Over the past year, many stakeholders have contributed information to the Forum and this has enabled the launch of a public web-portal, accessible at www.arcticshippingforum.is. This comprises over 120 pieces of information from authoritative sources including the Arctic States, intergovernmental organisations, classification societies, the shipping industry, marine insurers, and non-governmental organisations. The submissions have all been checked by Arctic State experts, and so can be relied on as accurate.
For the first time, there is a central archive of dependable hydrographic, meteorological and ice data. The portal is intended to be regularly updated as new information becomes available. This resource will undoubtedly be of use to anyone considering an Arctic voyage and the risk assessment around it. Recent additions include detailed Danish guidance for navigation around Greenland and Norwegian charts for the corridor around Spitsbergen.
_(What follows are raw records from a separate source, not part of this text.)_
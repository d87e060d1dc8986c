use clap_verbosity_flag::{InfoLevel, Verbosity};

/// Serve `public/` on port 8000 and open a browser at it
///
/// The port and directory are fixed; there is nothing to configure.
#[derive(Debug, clap::Parser)]
#[command(name = "devserve", version)]
pub(crate) struct Cli {
    #[command(flatten)]
    pub(crate) verbose: Verbosity<InfoLevel>,
}

impl Cli {
    pub(crate) fn init_logging(&self) {
        let level = self.verbose.log_level_filter();
        if level == log::LevelFilter::Off {
            return;
        }

        let mut builder = env_logger::Builder::new();
        builder.filter(None, level);
        if matches!(level, log::LevelFilter::Debug | log::LevelFilter::Trace) {
            builder.format_timestamp_secs();
        } else {
            // banner-style output, no log decoration
            builder.format(|f, record| {
                use std::io::Write as _;
                writeln!(f, "{}", record.args())
            });
        }
        builder.init();
    }
}
use std::sync::Arc;

use clap::Parser as _;
use proc_exit::prelude::*;

mod args;
mod browser;
mod config;
mod error;
mod serve;

fn main() {
    human_panic::setup_panic!();

    let result = run();
    proc_exit::exit(result);
}

fn run() -> proc_exit::ExitResult {
    let args = args::Cli::parse();
    args.init_logging();

    let config = config::Config::default();
    serve::run(&config, Arc::new(browser::SystemBrowser)).with_code(proc_exit::Code::FAILURE)?;
    Ok(())
}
It is worth noting that still only five per cent of the Arctic is mapped to modern standards with the information on many charts dating back to before 1950, and those can incorporate a 25 per cent depth error and a 500-metre positional error.
The Forum agreed that more should be done to try to harmonise the standards of ship certification, accreditation for ice navigation and the Polar Water Manuals which ranged widely in depth and quality. It was noted that climate change is producing more and larger icebergs, meaning that careful voyage planning and watch-keeping will be of crucial importance.
The Forum also heard that the second stage of Polar Code work would soon begin at IMO by addressing the non-SOLAS vessels not previously included in the Code, namely yachts, fishing vessels and cargo vessels under 500 grt.